Mandatory wearing of helmets with faceguards was introduced for all hurlers and camogie players in 2010. A paper in the current Irish

Medical Journal looks at why players modify these helmets, and how they risk injury. Three hundred sliotar-hitters, male and female, were given an online questionna­ire about the topic. The research team at DCU and Athlone IT found that helmets were chosen by appearance for over 40pc of respondent­s, and by price for 20pc. Less than 2pc cited safety as the main reason for their choice of helmet. Almost one in 10 helmets was already modified before purchase, and a further 30pc of players made further modificati­ons, usually removing bars or switching faceguards. The authors worry that helmet modificati­on, often done to improve vision, may be increasing injury risks to the eye and face. Leave well alone.

Dr Asperger

The naming of new conditions can come back to haunt doctors. Hans Asperger, pictured above, was an Austrian paediatric­ian who worked principall­y on mental disorders among children. As a child he was quite solitary, and when we were in medical college we were led to believe he had a touch of the little professor himself at school. Asperger later wrote papers on what he called autistic psychopath­y. Psychiatri­sts later coined the even worse term, ‘schizoid disorder of childhood’ for it. None of his work made an impression when he was alive, but in the 1980s and 1990s, his surname was attributed to a newfangled pattern of signs and symptoms labelled as Asperger’s syndrome. Now it transpires, after some careful historical work that should have been done earlier, that Hans Asperger assisted the Nazi euthanasia of many disabled children. He referred them to a notorious clinic in Vienna where hundreds died. Consensus in the medical profession about Asperger syndrome and what exactly it is has never been clear. But I expect a new consensus soon that will banish the name from medical diagnosis forever.

Disease Number 11

The World Health Organisati­on is now taking more seriously how doctors describe and name diseases. They have issued a guidance paper suggesting that we stop naming them after people, places, jobs, animals or foodstuffs. People in Japan with the common surname of Noro weren’t too enamoured with the Norovirus that was causing diarrhoea and vomiting in hospitals.

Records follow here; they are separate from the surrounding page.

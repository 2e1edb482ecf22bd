//! Routing from a map category to its facility detail screen.
//!
//! The route table is indexed by [`Category::index`], so every category has
//! exactly one entry. `None` routes to the "details not available" placeholder.

use serde::Serialize;

use crate::config::MapConfig;
use crate::facility::FacilityDetail;
use crate::model::Category;

/// Detail screens reachable from the map popup.
#[derive(Debug, Clone, Copy, PartialEq, Eq, Hash, Serialize)]
pub enum DetailScreen {
    LectureHall,
    DeansOffice,
    Library,
    Parking,
}

const ROUTES: [DetailScreen; 4] = [
    DetailScreen::LectureHall,
    DetailScreen::DeansOffice,
    DetailScreen::Library,
    DetailScreen::Parking,
];

pub const UNAVAILABLE_MESSAGE: &str = "Details not available";

/// Where the popup's forward action leads.
#[derive(Debug, Clone, PartialEq, Eq, Serialize)]
pub enum Destination {
    Facility {
        screen: DetailScreen,
        category: Category,
        /// Display name of the facility (the selected pin's label).
        name: String,
    },
    Unavailable { message: &'static str },
}

impl Destination {
    /// Fresh detail-screen state for this destination, if it has content.
    pub fn open(&self, cfg: &MapConfig) -> Option<FacilityDetail> {
        match self {
            Destination::Facility { category, name, .. } => {
                Some(FacilityDetail::open(*category, name.clone(), cfg))
            }
            Destination::Unavailable { .. } => None,
        }
    }

    pub fn is_available(&self) -> bool {
        matches!(self, Destination::Facility { .. })
    }
}

pub fn screen_for(category: Category) -> DetailScreen {
    ROUTES[category.index()]
}

pub fn destination_for(category: Option<Category>, label: &str) -> Destination {
    let dest = match category {
        Some(category) => Destination::Facility {
            screen: screen_for(category),
            category,
            name: label.to_string(),
        },
        None => Destination::Unavailable {
            message: UNAVAILABLE_MESSAGE,
        },
    };
    tracing::debug!(?category, label, ?dest, "resolved detail destination");
    dest
}
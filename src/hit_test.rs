//! Pin layout and tap hit testing.
//!
//! Markers are laid out in registry order, so the last marker is drawn on top.
//! Hit testing walks the markers back to front; when two hit areas overlap the
//! topmost one wins.

use serde::Serialize;

use crate::config::MapConfig;
use crate::geometry::{Circle, RectF, Vec2f};
use crate::model::{Category, Pin, PinContent, PinId, Viewport};
use crate::registry;

/// A visible, tappable pin placed on the map surface.
#[derive(Debug, Clone, PartialEq, Serialize)]
pub struct PinMarker {
    pub id: PinId,
    pub pin: &'static Pin,
    /// Absolute screen position of the pin.
    pub position: Vec2f,
    pub hit: Circle,
}

impl PinMarker {
    pub fn content(&self) -> PinContent<'static> {
        self.pin.content()
    }
}

/// What a tap at a given point landed on.
#[derive(Debug, Clone, Copy, PartialEq, Eq)]
pub enum TapTarget {
    Pin(PinId),
    /// The popup card of the selected pin. It sits above the pins.
    Popup,
    /// Inside the map but on no pin.
    Background,
    /// Outside the map surface.
    Outside,
}

/// Lay out the pins of the active category. `None` renders nothing.
pub fn render_pins(active: Option<Category>, viewport: &Viewport, cfg: &MapConfig) -> Vec<PinMarker> {
    let Some(category) = active else {
        return Vec::new();
    };
    let radius = cfg.effective_hit_diameter() * 0.5;
    registry::pins_for(active)
        .iter()
        .enumerate()
        .map(|(i, pin)| {
            let position = viewport.to_screen(pin.offset);
            PinMarker {
                id: PinId::new(category, i),
                pin,
                position,
                hit: Circle::new(position, radius),
            }
        })
        .collect()
}

/// Topmost marker whose hit area contains `point`.
pub fn hit_test(markers: &[PinMarker], point: Vec2f) -> Option<&PinMarker> {
    markers.iter().rev().find(|m| m.hit.contains(point))
}

/// Classify a tap against the map surface, the open popup (if any) and the
/// rendered markers, in that order.
pub fn classify_tap(
    markers: &[PinMarker],
    viewport: &Viewport,
    popup: Option<RectF>,
    point: Vec2f,
) -> TapTarget {
    if !viewport.rect().contains(point) {
        return TapTarget::Outside;
    }
    if popup.is_some_and(|r| r.contains(point)) {
        return TapTarget::Popup;
    }
    if let Some(m) = hit_test(markers, point) {
        tracing::trace!(pin = %m.pin.label, x = point.x, y = point.y, "tap hit pin");
        return TapTarget::Pin(m.id);
    }
    TapTarget::Background
}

House prices in the Brisbane suburb of Hendra took a dip when the name of their area was given to a horsekilli­ng bug that was carried by fruit bats up the coast of Queensland. The Ebola virus was named after the local river, rather than the town in which it arose. But tourism in all the towns it passes through isn’t exactly booming. A suggestion has been made that in future, all diseases should be given a number rather than a name. Dublin’s next disease outbreak could be a wan and wan.